What is the correct definition of RLIMIT_NPROC?

Question

I'm taking a look at the implementation of the Android exploit Rage Against The Cage. The idea behind it is that it creates as many processes as necessary to reach RLIMIT_NPROC for the shell UID so that the next time the Android Debug Bridge (ADB) daemon tried to drop its privileges from root to shell, the call to setuid() fails and it continues executing as root (that bug has been fixed by checking the result of the setuid() call before proceeding).

According to setrlimit() documentation, RLIMIT_NPROC is defined as:

The maximum number of processes (or, more precisely on Linux, threads) that can be created [emphasis mine] for the real user ID of the calling process. Upon encountering this limit, fork(2) fails with the error EAGAIN. This limit is not enforced for processes that have either the CAP_SYS_ADMIN or the CAP_SYS_RESOURCE capability.
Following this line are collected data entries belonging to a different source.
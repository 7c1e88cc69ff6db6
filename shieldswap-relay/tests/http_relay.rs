//! HTTP relay channel against an in-process test relay.

use std::collections::BTreeMap;
use std::net::SocketAddr;
use std::sync::{Arc, Mutex};

use axum::extract::State;
use axum::http::StatusCode;
use axum::routing::{get, post};
use axum::{Json, Router};
use ethers::types::{Address, Bytes, H256, U256};
use serde_json::{json, Value};
use shieldswap_common::TxidVersion;
use shieldswap_relay::{
    ChainRef, HttpRelayChannel, HttpRelayConfig, RelayChannel, RelayError, RelaySubmission,
    TestRelayFees,
};

#[derive(Clone, Default)]
struct RelayState {
    received: Arc<Mutex<Vec<Value>>>,
    reject_with: Option<String>,
}

async fn fees() -> Json<TestRelayFees> {
    let mut fees = BTreeMap::new();
    fees.insert(Address::repeat_byte(0xaa), U256::from(10u64));
    fees.insert(Address::repeat_byte(0xbb), U256::from(20u64));
    Json(TestRelayFees {
        relay_address: "0zk1testrelay".into(),
        fees_id: "fees-42".into(),
        expires_at: u64::MAX,
        fee_rate_scale: U256::one(),
        fees,
    })
}

async fn transact(State(state): State<RelayState>, Json(body): Json<Value>) -> (StatusCode, Json<Value>) {
    state.received.lock().unwrap().push(body);
    match &state.reject_with {
        Some(error) => (StatusCode::BAD_REQUEST, Json(json!({ "error": error }))),
        None => (
            StatusCode::OK,
            Json(json!({ "txHash": format!("{:?}", H256::repeat_byte(0x5e)) })),
        ),
    }
}

async fn spawn_relay(state: RelayState) -> SocketAddr {
    let app = Router::new()
        .route("/fees", get(fees))
        .route("/transact", post(transact))
        .with_state(state);
    let listener = tokio::net::TcpListener::bind("127.0.0.1:0").await.unwrap();
    let addr = listener.local_addr().unwrap();
    tokio::spawn(async move {
        axum::serve(listener, app).await.unwrap();
    });
    addr
}

fn submission() -> RelaySubmission {
    RelaySubmission {
        chain: ChainRef {
            chain_type: 0,
            id: 11_155_111,
        },
        txid_version: TxidVersion::V2PoseidonMerkle,
        to: Address::repeat_byte(0x01),
        data: Bytes::from(vec![1, 2, 3]),
        relay_address: "0zk1testrelay".into(),
        fees_id: "fees-42".into(),
        nullifiers: vec![H256::repeat_byte(0x09)],
        min_gas_price: U256::from(2u64),
        use_relay_adapt: false,
        poi_proofs: json!({}),
    }
}

#[tokio::test]
async fn fee_adverts_are_filtered_by_token() {
    let addr = spawn_relay(RelayState::default()).await;
    let channel = HttpRelayChannel::with_url(format!("http://{}", addr)).unwrap();

    channel.connect().await.unwrap();
    let adverts = channel.fee_adverts(Address::repeat_byte(0xbb)).await.unwrap();
    assert_eq!(adverts.len(), 1);
    assert_eq!(adverts[0].fee_per_unit_gas, U256::from(20u64));
    assert_eq!(adverts[0].fees_id, "fees-42");
}

#[tokio::test]
async fn submit_posts_wire_body_and_returns_hash() {
    let state = RelayState::default();
    let addr = spawn_relay(state.clone()).await;
    let channel = HttpRelayChannel::with_url(format!("http://{}/", addr)).unwrap();

    let tx_hash = channel.submit(&submission()).await.unwrap();
    assert_eq!(tx_hash, H256::repeat_byte(0x5e));

    let received = state.received.lock().unwrap();
    assert_eq!(received.len(), 1);
    assert_eq!(received[0]["feesID"], "fees-42");
    assert_eq!(received[0]["chainId"], 11_155_111);
    assert_eq!(received[0]["useRelayAdapt"], false);
    assert_eq!(received[0]["txidVersion"], "V2_PoseidonMerkle");
}

#[tokio::test]
async fn relay_error_body_is_a_rejection() {
    let addr = spawn_relay(RelayState {
        reject_with: Some("fee too low".into()),
        ..Default::default()
    })
    .await;
    let channel = HttpRelayChannel::with_url(format!("http://{}", addr)).unwrap();

    let err = channel.submit(&submission()).await.unwrap_err();
    assert_eq!(err, RelayError::Rejected("fee too low".into()));
}

async fn spawn_rate_limited_relay(limited: usize, hits: Arc<Mutex<usize>>) -> SocketAddr {
    let app = Router::new().route(
        "/fees",
        get(move || {
            let hits = hits.clone();
            async move {
                let hit = {
                    let mut hits = hits.lock().unwrap();
                    *hits += 1;
                    *hits
                };
                if hit <= limited {
                    Err(StatusCode::TOO_MANY_REQUESTS)
                } else {
                    Ok(fees().await)
                }
            }
        }),
    );
    let listener = tokio::net::TcpListener::bind("127.0.0.1:0").await.unwrap();
    let addr = listener.local_addr().unwrap();
    tokio::spawn(async move {
        axum::serve(listener, app).await.unwrap();
    });
    addr
}

#[tokio::test]
async fn rate_limited_fee_lookup_is_retried() {
    let hits = Arc::new(Mutex::new(0));
    let addr = spawn_rate_limited_relay(2, hits.clone()).await;
    let channel = HttpRelayChannel::with_url(format!("http://{}", addr)).unwrap();

    let adverts = channel.fee_adverts(Address::repeat_byte(0xaa)).await.unwrap();

    assert_eq!(adverts.len(), 1);
    assert_eq!(*hits.lock().unwrap(), 3);
}

#[tokio::test]
async fn persistent_rate_limiting_gives_up() {
    let hits = Arc::new(Mutex::new(0));
    let addr = spawn_rate_limited_relay(usize::MAX, hits.clone()).await;
    let mut config = HttpRelayConfig::new(format!("http://{}", addr));
    config.retry.max_attempts = 2;
    let channel = HttpRelayChannel::new(config).unwrap();

    let err = channel.connect().await.unwrap_err();

    assert_eq!(err, RelayError::RateLimited);
    assert_eq!(*hits.lock().unwrap(), 2);
}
Moreover, this is how the exploit was implemented:

/* generate many (zombie) shell-user processes so restarting
 * adb's setuid() will fail.
 * The whole thing is a bit racy, since when we kill adb
 * there is one more process slot left which we need to
 * fill before adb reaches setuid(). Thats why we fork-bomb
 * in a seprate process.
 */
if (fork() == 0) { // 'true' for the child
  close(pepe[0]);
  for (;;) {
    if ((p = fork()) == 0) {
      exit(0); // child exits (???)
    } else if (p < 0) {
      if (new_pids) {
        printf("\n[+] Forked %d childs.\n", pids);
        new_pids = 0;
        write(pepe[1], &c, 1);
        close(pepe[1]);
      }
    } else {
      ++pids;
    }
  }
}

So, RLIMIT_NPROC is defined as the "maximum number of processes that can be created" — created, not "execute at the same time" — and the implementation seconds that definition by terminating every child process created by the second fork.

First of all, I can't understand how limiting the number of process created per UID could possibly work (we'd have to restart our machines from time to time to reset that count, wouldn't we?). Second, even the guy who reverse engineered the exploit, obtaining an implementation equivalent to the one shown above, defines the RLIMIT_NPROC differently:

It [the exploit] takes advantage of RLIMIT_NPROC max, which is a value that defines how many processes a given UID can have running.

That said, how RLIMIT_NPROC actually works? Which definition is more precise?

Answer 1

The limit is indeed the number of current processes, not the total number of processes created since the system started.

The key to how the exploit code worked is zombie processes. Even though the child processes have called exit(), they are still kept around by the operating system and count toward the limit until a parent process either abandons them or calls wait(). In this case, the parent does not do this, so they hang around until the parent itself exits.